For the past several years, brokers have been critical of insurers for adopting individual “portal” technology solutions that allow brokers to connect with individual carriers in real-time, but complicate the broker’s workflow since brokers have to deal with various different company technologies and passwords.
Asked whether a common, industry-wide tool would be preferable to individual portal solutions, insurance company CEOs expressed skepticism about the realization of such a project.
George Cooke, president and CEO of The Dominion, said insurers and brokers all want a tool that makes carriers’ interactions with the broker channel more efficient. But he expressed reservation about undertaking such a project because of the failure of previous industry-wide tech development projects such as SYNCRON and the CSIO Portal, the latter of which cost millions of dollars in development.

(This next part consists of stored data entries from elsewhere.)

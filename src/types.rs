//! Core simulation types and constants for the orrery.

use bevy::math::DVec3;
use bevy::prelude::*;

/// System sets ordering one simulation step.
///
/// All registered bodies must be ticked before any render-side system
/// reads their positions, so overlays never observe a half-updated frame.
#[derive(SystemSet, Debug, Clone, PartialEq, Eq, Hash)]
pub enum ScheduleSet {
    /// Clock advance and body propagation (runs first)
    Simulate,
    /// Overlays, position sync, traces (runs after simulation)
    Render,
}

/// Julian Date of the J2000 epoch (January 1, 2000, 12:00 UT)
pub const J2000_JD: f64 = 2_451_545.0;

/// Julian Date of the Unix epoch (January 1, 1970, 00:00 UT)
pub const J1970_JD: f64 = 2_440_587.5;

/// Days per Julian year
pub const DAYS_PER_YEAR: f64 = 365.25;

/// Seconds per day
pub const SECONDS_PER_DAY: f64 = 86_400.0;

/// Earliest simulated date: 1900-01-01 00:00 UT
pub const MIN_DATE_JD: f64 = 2_415_020.5;

/// Latest simulated date: 2100-12-31 00:00 UT
pub const MAX_DATE_JD: f64 = 2_488_433.5;

/// Render units per astronomical unit
pub const SPACE_SCALE: f64 = 20.0;

/// Render units per body radius unit (radii are catalogued in Earth radii)
pub const RADIUS_SCALE: f64 = 0.5;

/// Renderer cadence cap; the simulation may tick faster than this
pub const MAX_FPS: f64 = 45.0;

/// Direction of simulated time flow.
#[derive(Clone, Copy, Debug, Default, PartialEq, Eq)]
pub enum TimeDirection {
    #[default]
    Forward,
    Backward,
}

impl TimeDirection {
    /// +1.0 for forward, -1.0 for backward
    pub fn signum(&self) -> f64 {
        match self {
            TimeDirection::Forward => 1.0,
            TimeDirection::Backward => -1.0,
        }
    }

    pub fn reversed(&self) -> Self {
        match self {
            TimeDirection::Forward => TimeDirection::Backward,
            TimeDirection::Backward => TimeDirection::Forward,
        }
    }
}

/// Category of a celestial body.
///
/// Fixed once at construction; determines whether the body is propagated
/// (orbiting) or pinned at the origin (the Sun).
#[derive(Clone, Copy, Debug, PartialEq, Eq, Hash)]
pub enum BodyCategory {
    Sun,
    Planet,
    NearEarthObject,
    Custom,
    Artificial,
}

impl BodyCategory {
    /// Whether bodies of this category stay fixed at the origin.
    pub fn is_fixed(&self) -> bool {
        matches!(self, BodyCategory::Sun)
    }

    /// Human-readable name
    pub fn name(&self) -> &'static str {
        match self {
            BodyCategory::Sun => "Sun",
            BodyCategory::Planet => "Planet",
            BodyCategory::NearEarthObject => "NEO",
            BodyCategory::Custom => "Custom",
            BodyCategory::Artificial => "Artificial",
        }
    }
}

/// Simulation clock resource: the sole owner of simulated time.
///
/// `current_jd` is a Julian Date clamped to [`MIN_DATE_JD`, `MAX_DATE_JD`].
/// `scale` is how many simulated days pass per simulation tick.
#[derive(Resource, Clone, Debug)]
pub struct SimulationClock {
    /// Current simulated instant as a Julian Date
    pub current_jd: f64,
    /// Direction of time flow
    pub direction: TimeDirection,
    /// Simulated days advanced per tick
    pub scale: f64,
    /// Whether the clock advances on tick
    pub playing: bool,
}

impl Default for SimulationClock {
    fn default() -> Self {
        Self::at_julian_date(current_julian_date())
    }
}

impl SimulationClock {
    /// Create a clock starting at a specific Julian Date (clamped to range).
    pub fn at_julian_date(jd: f64) -> Self {
        Self {
            current_jd: jd.clamp(MIN_DATE_JD, MAX_DATE_JD),
            direction: TimeDirection::Forward,
            scale: 1.0,
            playing: true,
        }
    }

    /// Years elapsed since the J2000 epoch at the current simulated date.
    /// Negative before 2000.
    pub fn elapsed_years(&self) -> f64 {
        julian_date_to_elapsed_years(self.current_jd)
    }
}

/// Registration-order registry of entities ticked by the clock.
///
/// The clock owns this collection; scene code adds and removes entities
/// through it instead of aliasing a shared list. Removal filters the
/// backing vector, which is safe against removal-during-iteration.
#[derive(Resource, Default, Debug)]
pub struct Updatables(Vec<Entity>);

impl Updatables {
    pub fn add(&mut self, entity: Entity) {
        if !self.0.contains(&entity) {
            self.0.push(entity);
        }
    }

    pub fn remove(&mut self, entity: Entity) {
        self.0.retain(|&e| e != entity);
    }

    /// Entities in registration order.
    pub fn iter(&self) -> impl Iterator<Item = Entity> + '_ {
        self.0.iter().copied()
    }

    pub fn len(&self) -> usize {
        self.0.len()
    }

    pub fn is_empty(&self) -> bool {
        self.0.is_empty()
    }
}

/// Convert Julian years since J2000 from a Julian Date.
pub fn julian_date_to_elapsed_years(jd: f64) -> f64 {
    (jd - J2000_JD) / DAYS_PER_YEAR
}

/// Convert a Unix timestamp in seconds to a Julian Date.
pub fn unix_to_julian_date(unix_seconds: f64) -> f64 {
    unix_seconds / SECONDS_PER_DAY + J1970_JD
}

/// Current wall-clock instant as a Julian Date (system clock).
pub fn current_julian_date() -> f64 {
    use std::time::{SystemTime, UNIX_EPOCH};
    let unix_now = SystemTime::now()
        .duration_since(UNIX_EPOCH)
        .map(|d| d.as_secs_f64())
        .unwrap_or(0.0);
    unix_to_julian_date(unix_now)
}

/// Julian Date of a civil date at 00:00 UT.
pub fn ymd_to_julian_date(year: i32, month: u32, day: u32) -> f64 {
    days_from_civil(year, month, day) as f64 + J1970_JD
}

/// Civil date (year, month, day) of a Julian Date, truncated to 00:00 UT.
pub fn julian_date_to_ymd(jd: f64) -> (i32, u32, u32) {
    let days = (jd - J1970_JD).floor() as i64;
    days_to_ymd(days)
}

/// Format a Julian Date as "YYYY-MM-DD" for the control panel readout.
pub fn format_julian_date(jd: f64) -> String {
    let (year, month, day) = julian_date_to_ymd(jd);
    format!("{:04}-{:02}-{:02}", year, month, day)
}

/// Convert a civil date to days since the Unix epoch (Gregorian calendar).
fn days_from_civil(year: i32, month: u32, day: u32) -> i64 {
    let y = if month <= 2 { year as i64 - 1 } else { year as i64 };
    let era = if y >= 0 { y } else { y - 399 } / 400;
    let yoe = (y - era * 400) as i64;
    let mp = if month > 2 { month - 3 } else { month + 9 } as i64;
    let doy = (153 * mp + 2) / 5 + day as i64 - 1;
    let doe = yoe * 365 + yoe / 4 - yoe / 100 + doy;
    era * 146097 + doe - 719468
}

/// Convert days since the Unix epoch to year, month, day.
fn days_to_ymd(days: i64) -> (i32, u32, u32) {
    let remaining_days = days + 719468; // Days from year 0 to 1970

    let era = if remaining_days >= 0 {
        remaining_days / 146097
    } else {
        (remaining_days - 146096) / 146097
    };

    let day_of_era = (remaining_days - era * 146097) as u32;
    let year_of_era =
        (day_of_era - day_of_era / 1460 + day_of_era / 36524 - day_of_era / 146096) / 365;
    let year = (year_of_era as i64 + era * 400) as i32;
    let day_of_year = day_of_era - (365 * year_of_era + year_of_era / 4 - year_of_era / 100);
    let mp = (5 * day_of_year + 2) / 153;
    let day = day_of_year - (153 * mp + 2) / 5 + 1;
    let month = if mp < 10 { mp + 3 } else { mp - 9 };
    let year = if month <= 2 { year + 1 } else { year };

    (year, month, day)
}

/// A position sample in render space (scaled AU, ecliptic y-up frame).
pub type Position = DVec3;

#[cfg(test)]
mod tests {
    use super::*;

    #[test]
    fn test_date_range_constants() {
        assert_eq!(ymd_to_julian_date(1900, 1, 1), MIN_DATE_JD);
        assert_eq!(ymd_to_julian_date(2100, 12, 31), MAX_DATE_JD);
    }

    #[test]
    fn test_j2000_round_trip() {
        // J2000 is 2000-01-01 12:00 UT; truncation lands on the civil date
        assert_eq!(julian_date_to_ymd(J2000_JD), (2000, 1, 1));
        assert_eq!(ymd_to_julian_date(2000, 1, 1), J2000_JD - 0.5);
    }

    #[test]
    fn test_unix_epoch_julian_date() {
        assert_eq!(unix_to_julian_date(0.0), J1970_JD);
        assert_eq!(unix_to_julian_date(SECONDS_PER_DAY), J1970_JD + 1.0);
    }

    #[test]
    fn test_elapsed_years() {
        assert_eq!(julian_date_to_elapsed_years(J2000_JD), 0.0);
        assert_eq!(julian_date_to_elapsed_years(J2000_JD + DAYS_PER_YEAR), 1.0);
        assert!(julian_date_to_elapsed_years(MIN_DATE_JD) < 0.0);
    }

    #[test]
    fn test_format_julian_date() {
        assert_eq!(format_julian_date(J2000_JD), "2000-01-01");
        assert_eq!(format_julian_date(MIN_DATE_JD), "1900-01-01");
        assert_eq!(format_julian_date(MAX_DATE_JD), "2100-12-31");
    }

    #[test]
    fn test_civil_round_trip_across_leap_years() {
        for &(y, m, d) in &[
            (1900, 2, 28),
            (2000, 2, 29),
            (2024, 2, 29),
            (2100, 2, 28),
            (1970, 1, 1),
            (2099, 12, 31),
        ] {
            let jd = ymd_to_julian_date(y, m, d);
            assert_eq!(julian_date_to_ymd(jd), (y, m, d), "round trip for {y}-{m}-{d}");
        }
    }

    #[test]
    fn test_clock_default_scale_and_state() {
        let clock = SimulationClock::at_julian_date(J2000_JD);
        assert!(clock.playing);
        assert_eq!(clock.scale, 1.0);
        assert_eq!(clock.direction, TimeDirection::Forward);
        assert_eq!(clock.elapsed_years(), 0.0);
    }

    #[test]
    fn test_clock_clamps_out_of_range_start() {
        let clock = SimulationClock::at_julian_date(MAX_DATE_JD + 1000.0);
        assert_eq!(clock.current_jd, MAX_DATE_JD);
    }

    #[test]
    fn test_updatables_registration_order_and_removal() {
        let mut world = World::new();
        let mut reg = Updatables::default();
        let a = world.spawn_empty().id();
        let b = world.spawn_empty().id();
        let c = world.spawn_empty().id();

        reg.add(a);
        reg.add(b);
        reg.add(c);
        reg.add(b); // duplicate ignored
        assert_eq!(reg.iter().collect::<Vec<_>>(), vec![a, b, c]);

        reg.remove(b);
        assert_eq!(reg.iter().collect::<Vec<_>>(), vec![a, c]);
        assert_eq!(reg.len(), 2);
    }

    #[test]
    fn test_direction_signum() {
        assert_eq!(TimeDirection::Forward.signum(), 1.0);
        assert_eq!(TimeDirection::Backward.signum(), -1.0);
        assert_eq!(TimeDirection::Forward.reversed(), TimeDirection::Backward);
    }
}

“Any time you try to work on these industry-wide initiatives, they fail miserably,” Cooke observed.
Alister Campbell, president and CEO of Zurich Canada, likened the search for a common, industry-wide tech solution to the ongoing quest by physicists for a theory that would unite Einstein’s general theory of relativity with the seemingly mutually exclusive principles of quantum mechanics.
“The constant aspiration to get to a simple system is like physicists trying to get their ‘unified field’ theory working out,” Campbell said. “It’s likely to happen some day, but it’s not likely to happen in our lifetime.”
In the meantime, Campbell said, the industry has taken a step forward with the Centre for the Study of Insurance Operation (CSIO)’s creation of XML standards. The project facilitates a standard data exchange between brokers and carriers through the broker BMS.
Maurice Tulloch, president and CEO of Aviva Canada, agreed chasing a single tool is somewhat like chasing after a “utopia.” In the meantime, he said, the industry has taken some “good interim steps.”
For example, Tulloch cited the ongoing progress of the data exchange project launched by the Insurance Brokers Association of Canada (IBAC). IBAC is currently working with insurers and vendors to create a basic framework for data exchanges between brokers and insurance companies through the broker BMS.
Like many other panelists, Jean-Francois Blais, president of Intact Insurance, said the fact that different brokers and insurers have different technological systems and needs necessarily slows down the development of a common solution.
“Obviously, when we build internally, it goes faster,” he said. “When we try to build a common solution, and bridging it with all of the members out there, we need their support and we need to synchronize all of it and it’s more time-consuming.”
One CEO observed that when the CSIO Portal project stopped in December 2005, the failure actually expedited the development and creation of portal solutions between brokers and individual carriers.
Karen Gavan, president and CEO of The Economical Insurance Group, cautioned that if the success of an industry-wide tech solution meant companies must all follow the same underwriting rules, the differentiation between property and casualty companies would disappear.
“The key differentiation between our products [in the P&C industry] is the product design, the underwriting rules,” she said. “And based on that level of complexity, you are trying to say [by employing a common tool], ‘Make everyone the same.’
“But we might as well all give our business to the direct writers now if we don’t want to differentiate on that basis.”